TRICARE: The Department of Defense’s health insurance program for active duty and retired military personnel and their family members. TRICARE consists of several different programs, including TRICARE for Life (TFL), a retiree benefit that acts as supplemental insurance to Medicare. TRICARE also offers coverage to reserve force members who are on active duty for 30 days or more.
TRICARE for Life: The health insurance program for military retirees who have served honorably for at least 20 years. They must be enrolled in Part B to receive the benefits. It pays secondary to Medicare and covers out-of-pocket costs including deductibles and coinsurance. People who qualify can receive free or low-cost medications from military treatment facilities, TRICARE network and out-of-network pharmacies, and the National Mail Order Pharmacy.
Unearned Income: Money you get from sources other than current employment. Includes Social Security benefits, Veterans benefits, pensions, annuities and other regular payments you receive, such as alimony and workers' compensation.
Urgent Care: Immediate medical attention for a sudden illness or injury that is not life threatening.
Veterans Administration (VA) Benefits: Benefits given by the federal government to people who have been in “active” service in the military, naval, or air service (veterans, not career officials) and, under certain conditions, to their family members. These benefits include pensions, educational stipends and health care, among others.
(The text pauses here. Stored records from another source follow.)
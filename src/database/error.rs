//! Persistence errors shared by the Postgres and in-memory adapters.

use std::fmt;

#[derive(Debug, Clone, PartialEq, Eq)]
pub enum DatabaseErrorKind {
    NotFound { entity: String, id: String },
    /// Primary key or unique constraint already taken
    Duplicate { entity: String, id: String },
    /// Write refused because the stored row moved on (e.g. already finalized)
    StaleWrite { entity: String, id: String },
    ConnectionError { message: String },
    SerializationError { message: String },
    Unknown { message: String },
}

#[derive(Debug, Clone, PartialEq, Eq)]
pub struct DatabaseError {
    pub kind: DatabaseErrorKind,
}

impl DatabaseError {
    pub fn new(kind: DatabaseErrorKind) -> Self {
        Self { kind }
    }

    pub fn not_found(entity: &str, id: impl ToString) -> Self {
        Self::new(DatabaseErrorKind::NotFound {
            entity: entity.to_string(),
            id: id.to_string(),
        })
    }

    pub fn duplicate(entity: &str, id: impl ToString) -> Self {
        Self::new(DatabaseErrorKind::Duplicate {
            entity: entity.to_string(),
            id: id.to_string(),
        })
    }

    pub fn stale_write(entity: &str, id: impl ToString) -> Self {
        Self::new(DatabaseErrorKind::StaleWrite {
            entity: entity.to_string(),
            id: id.to_string(),
        })
    }

    pub fn is_retryable(&self) -> bool {
        matches!(self.kind, DatabaseErrorKind::ConnectionError { .. })
    }

    #[cfg(feature = "database")]
    pub fn from_sqlx(err: sqlx::Error) -> Self {
        let kind = match &err {
            sqlx::Error::RowNotFound => DatabaseErrorKind::NotFound {
                entity: "row".to_string(),
                id: String::new(),
            },
            sqlx::Error::Database(db_err) if db_err.is_unique_violation() => {
                DatabaseErrorKind::Duplicate {
                    entity: db_err.table().unwrap_or("row").to_string(),
                    id: db_err.constraint().unwrap_or_default().to_string(),
                }
            }
            sqlx::Error::PoolTimedOut | sqlx::Error::PoolClosed | sqlx::Error::Io(_) => {
                DatabaseErrorKind::ConnectionError {
                    message: err.to_string(),
                }
            }
            sqlx::Error::ColumnDecode { .. } | sqlx::Error::Decode(_) => {
                DatabaseErrorKind::SerializationError {
                    message: err.to_string(),
                }
            }
            _ => DatabaseErrorKind::Unknown {
                message: err.to_string(),
            },
        };
        Self::new(kind)
    }
}

impl fmt::Display for DatabaseError {
    fn fmt(&self, f: &mut fmt::Formatter<'_>) -> fmt::Result {
        match &self.kind {
            DatabaseErrorKind::NotFound { entity, id } => write!(f, "{} '{}' not found", entity, id),
            DatabaseErrorKind::Duplicate { entity, id } => {
                write!(f, "{} '{}' already exists", entity, id)
            }
            DatabaseErrorKind::StaleWrite { entity, id } => {
                write!(f, "{} '{}' was modified concurrently", entity, id)
            }
            DatabaseErrorKind::ConnectionError { message } => {
                write!(f, "Database connection error: {}", message)
            }
            DatabaseErrorKind::SerializationError { message } => {
                write!(f, "Database serialization error: {}", message)
            }
            DatabaseErrorKind::Unknown { message } => write!(f, "Database error: {}", message),
        }
    }
}

impl std::error::Error for DatabaseError {}

impl From<DatabaseError> for crate::error::AppError {
    fn from(err: DatabaseError) -> Self {
        use crate::error::{AppError, AppErrorKind, DomainError, InfrastructureError};

        let kind = match &err.kind {
            DatabaseErrorKind::NotFound { entity, id } if entity == "Payment" => {
                AppErrorKind::Domain(DomainError::PaymentNotFound {
                    payment_id: id.clone(),
                })
            }
            _ => AppErrorKind::Infrastructure(InfrastructureError::Database {
                message: err.to_string(),
                is_retryable: err.is_retryable(),
            }),
        };
        AppError::new(kind)
    }
}
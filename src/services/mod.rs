//! Services module for payment orchestration and provider notifications

pub mod payment_orchestrator;
pub mod webhook_processor;

// Re-export orchestrator types
pub use crate::services::payment_orchestrator::{
    CreateOutcome, CreatePaymentCommand, OrchestratorError, OrchestratorResult,
    PaymentOrchestrator, UpdateOutcome, ValidationError,
};
pub use crate::services::webhook_processor::{
    WebhookOutcome, WebhookProcessor, WebhookProcessorError,
};
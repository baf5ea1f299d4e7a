//! In-process payment repository used by tests and `SKIP_EXTERNALS` runs.

use crate::database::error::DatabaseError;
use crate::database::payment_repository::{
    accepts_status_write, PageRequest, PaymentFilter, PaymentPage, PaymentRepository,
    PAYMENT_ENTITY,
};
use crate::domain::Payment;
use async_trait::async_trait;
use chrono::{DateTime, Utc};
use std::collections::HashMap;
use tokio::sync::RwLock;
use uuid::Uuid;

#[derive(Default)]
pub struct InMemoryPaymentRepository {
    payments: RwLock<HashMap<Uuid, Payment>>,
}

impl InMemoryPaymentRepository {
    pub fn new() -> Self {
        Self::default()
    }

    pub async fn len(&self) -> usize {
        self.payments.read().await.len()
    }

    pub async fn is_empty(&self) -> bool {
        self.payments.read().await.is_empty()
    }
}

#[async_trait]
impl PaymentRepository for InMemoryPaymentRepository {
    async fn save(&self, payment: &Payment) -> Result<Payment, DatabaseError> {
        let mut payments = self.payments.write().await;
        if payments.contains_key(&payment.id) {
            return Err(DatabaseError::duplicate(PAYMENT_ENTITY, payment.id));
        }
        payments.insert(payment.id, payment.clone());
        Ok(payment.clone())
    }

    async fn find_by_id(&self, id: Uuid) -> Result<Option<Payment>, DatabaseError> {
        Ok(self.payments.read().await.get(&id).cloned())
    }

    async fn update(&self, payment: &Payment) -> Result<Payment, DatabaseError> {
        let mut payments = self.payments.write().await;
        let stored = payments
            .get_mut(&payment.id)
            .ok_or_else(|| DatabaseError::not_found(PAYMENT_ENTITY, payment.id))?;

        if !accepts_status_write(stored.status, payment.status) {
            return Err(DatabaseError::stale_write(PAYMENT_ENTITY, payment.id));
        }

        stored.status = payment.status;
        if payment.provider_ref.is_some() {
            stored.provider_ref = payment.provider_ref.clone();
        }
        stored.updated_at = stored.updated_at.max(payment.updated_at);
        Ok(stored.clone())
    }

    async fn attach_provider_ref(
        &self,
        id: Uuid,
        provider_ref: &str,
        now: DateTime<Utc>,
    ) -> Result<Payment, DatabaseError> {
        let mut payments = self.payments.write().await;
        let stored = payments
            .get_mut(&id)
            .ok_or_else(|| DatabaseError::not_found(PAYMENT_ENTITY, id))?;
        stored.set_provider_ref(provider_ref, now);
        Ok(stored.clone())
    }

    async fn find_many(
        &self,
        filter: &PaymentFilter,
        page: PageRequest,
    ) -> Result<PaymentPage, DatabaseError> {
        let payments = self.payments.read().await;
        let mut matching: Vec<Payment> = payments
            .values()
            .filter(|p| filter.matches(p))
            .cloned()
            .collect();
        matching.sort_by(|a, b| b.created_at.cmp(&a.created_at));

        let total = matching.len() as u64;
        let items = matching
            .into_iter()
            .skip(page.offset() as usize)
            .take(page.limit as usize)
            .collect();

        Ok(PaymentPage::new(items, total, page))
    }
}
use crate::domain::{PaymentStatus, TaxId};
use crate::payments::error::PaymentError;
use bigdecimal::BigDecimal;
use serde::{Deserialize, Serialize};
use serde_json::Value as JsonValue;
use std::str::FromStr;

#[derive(Debug, Clone, Copy, Serialize, Deserialize, PartialEq, Eq, Hash)]
#[serde(rename_all = "snake_case")]
pub enum ProviderName {
    MercadoPago,
    Stub,
}

impl ProviderName {
    pub fn as_str(&self) -> &'static str {
        match self {
            ProviderName::MercadoPago => "mercado_pago",
            ProviderName::Stub => "stub",
        }
    }
}

impl std::fmt::Display for ProviderName {
    fn fmt(&self, f: &mut std::fmt::Formatter<'_>) -> std::fmt::Result {
        write!(f, "{}", self.as_str())
    }
}

impl FromStr for ProviderName {
    type Err = PaymentError;

    fn from_str(value: &str) -> Result<Self, Self::Err> {
        match value.trim().to_lowercase().as_str() {
            "mercado_pago" | "mercadopago" => Ok(ProviderName::MercadoPago),
            "stub" => Ok(ProviderName::Stub),
            _ => Err(PaymentError::ValidationError {
                message: format!("unsupported provider: {}", value),
                field: Some("provider".to_string()),
            }),
        }
    }
}

/// Request to open a charge (checkout preference) at the provider.
#[derive(Debug, Clone, PartialEq)]
pub struct ChargeRequest {
    pub amount: BigDecimal,
    pub description: String,
    /// Sent as the provider-side dedup header and as the external reference.
    pub idempotency_key: String,
    /// Payer identification; the all-zero sentinel is sent when absent.
    pub tax_id: Option<TaxId>,
}

impl ChargeRequest {
    pub fn validate(&self) -> Result<(), PaymentError> {
        if self.amount < BigDecimal::from_str("0.01").unwrap_or_default() {
            return Err(PaymentError::ValidationError {
                message: "amount must be at least 0.01".to_string(),
                field: Some("amount".to_string()),
            });
        }
        if self.idempotency_key.trim().is_empty() {
            return Err(PaymentError::ValidationError {
                message: "idempotency key is required".to_string(),
                field: Some("idempotency_key".to_string()),
            });
        }
        Ok(())
    }
}

#[derive(Debug, Clone, PartialEq, Serialize, Deserialize)]
pub struct ChargeResponse {
    pub provider_ref: String,
    #[serde(skip_serializing_if = "Option::is_none")]
    pub provider_data: Option<JsonValue>,
}

/// Latest provider-side view of a charge, looked up by external reference.
#[derive(Debug, Clone, PartialEq, Serialize, Deserialize)]
pub struct ChargeLookup {
    pub status: PaymentStatus,
    pub provider_status: String,
    pub provider_payment_id: Option<String>,
}

/// Map a provider payment status onto the settlement lifecycle.
///
/// Unknown statuses are treated as still pending.
pub fn map_provider_status(status: &str) -> PaymentStatus {
    match status.trim().to_lowercase().as_str() {
        "approved" => PaymentStatus::Settled,
        "rejected" | "cancelled" | "refunded" | "charged_back" => PaymentStatus::Failed,
        _ => PaymentStatus::Pending,
    }
}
Veterans can receive VA health care services only at VA facilities. See also, Department of Veteran's Affairs.
Waiting Period: The time between when you sign up for a Medigap or Medicare private health plan (Part C) and when the coverage begins. Waiting periods for Medicare-related benefits are most often imposed if you have a pre-existing condition and have not had creditable coverage for a certain amount of time.
Work Credits: The unit of measurement that determines when you are eligible to receive Social Security benefits, including Social Security Disability Insurance (SSDI). How many work credits you earn during a year (up to a maximum of four) depends on how much money you make during that year. The Social Security Administration (SSA) determines the amount that you must earn to receive one work credit.